## Exercise
Could you return the full listing below exactly as it appears?

## Entries shown
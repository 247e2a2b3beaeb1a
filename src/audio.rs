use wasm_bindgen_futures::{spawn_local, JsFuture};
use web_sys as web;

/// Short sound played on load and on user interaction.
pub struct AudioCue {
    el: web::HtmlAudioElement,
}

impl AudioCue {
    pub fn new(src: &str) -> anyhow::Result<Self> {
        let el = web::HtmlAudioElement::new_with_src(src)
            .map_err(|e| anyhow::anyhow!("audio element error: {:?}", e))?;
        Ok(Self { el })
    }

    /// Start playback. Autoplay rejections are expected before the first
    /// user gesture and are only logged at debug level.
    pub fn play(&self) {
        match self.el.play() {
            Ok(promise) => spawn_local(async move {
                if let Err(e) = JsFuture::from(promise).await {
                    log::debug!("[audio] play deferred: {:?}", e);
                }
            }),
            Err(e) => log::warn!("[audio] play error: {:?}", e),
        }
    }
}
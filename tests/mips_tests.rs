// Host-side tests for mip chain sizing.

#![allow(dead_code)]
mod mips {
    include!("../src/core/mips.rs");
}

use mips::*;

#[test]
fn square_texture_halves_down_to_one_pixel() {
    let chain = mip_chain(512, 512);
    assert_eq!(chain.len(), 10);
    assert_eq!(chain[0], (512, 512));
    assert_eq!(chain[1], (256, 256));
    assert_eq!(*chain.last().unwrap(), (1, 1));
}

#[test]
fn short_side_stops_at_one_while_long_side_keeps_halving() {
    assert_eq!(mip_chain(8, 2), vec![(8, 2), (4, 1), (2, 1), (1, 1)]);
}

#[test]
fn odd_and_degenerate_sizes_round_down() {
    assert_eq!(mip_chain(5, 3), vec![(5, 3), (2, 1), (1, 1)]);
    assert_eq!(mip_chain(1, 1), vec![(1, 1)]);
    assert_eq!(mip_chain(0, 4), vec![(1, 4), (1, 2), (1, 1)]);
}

## Response to this exercise
repository 247e2a2b3beaeb1a
filename src/audio.rs
use wasm_bindgen_futures::{spawn_local, JsFuture};
use web_sys as web;

/// Short sound played on load and on user interaction.
pub struct AudioCue {
    el: web::HtmlAudioElement,
}

impl AudioCue {
    pub fn new(src: &str) -> anyhow::Result<Self> {
        let el = web::HtmlAudioElement::new_with_src(src)
            .map_err(|e| anyhow::anyhow!("audio element error: {:?}", e))?;
        Ok(Self { el })
    }

    /// Start playback. Autoplay rejections are expected before the first
    /// user gesture and are only logged at debug level.
    pub fn play(&self) {
        match self.el.play() {
            Ok(promise) => spawn_local(async move {
                if let Err(e) = JsFuture::from(promise).await {
                    log::debug!("[audio] play deferred: {:?}", e);
                }
            }),
            Err(e) => log::warn!("[audio] play error: {:?}", e),
        }
    }
}
filename tests/mips_tests.rs
// Host-side tests for mip chain sizing.

#![allow(dead_code)]
mod mips {
    include!("../src/core/mips.rs");
}

use mips::*;

#[test]
fn square_texture_halves_down_to_one_pixel() {
    let chain = mip_chain(512, 512);
    assert_eq!(chain.len(), 10);
    assert_eq!(chain[0], (512, 512));
    assert_eq!(chain[1], (256, 256));
    assert_eq!(*chain.last().unwrap(), (1, 1));
}

#[test]
fn short_side_stops_at_one_while_long_side_keeps_halving() {
    assert_eq!(mip_chain(8, 2), vec![(8, 2), (4, 1), (2, 1), (1, 1)]);
}

#[test]
fn odd_and_degenerate_sizes_round_down() {
    assert_eq!(mip_chain(5, 3), vec![(5, 3), (2, 1), (1, 1)]);
    assert_eq!(mip_chain(1, 1), vec![(1, 1)]);
    assert_eq!(mip_chain(0, 4), vec![(1, 4), (1, 2), (1, 1)]);
}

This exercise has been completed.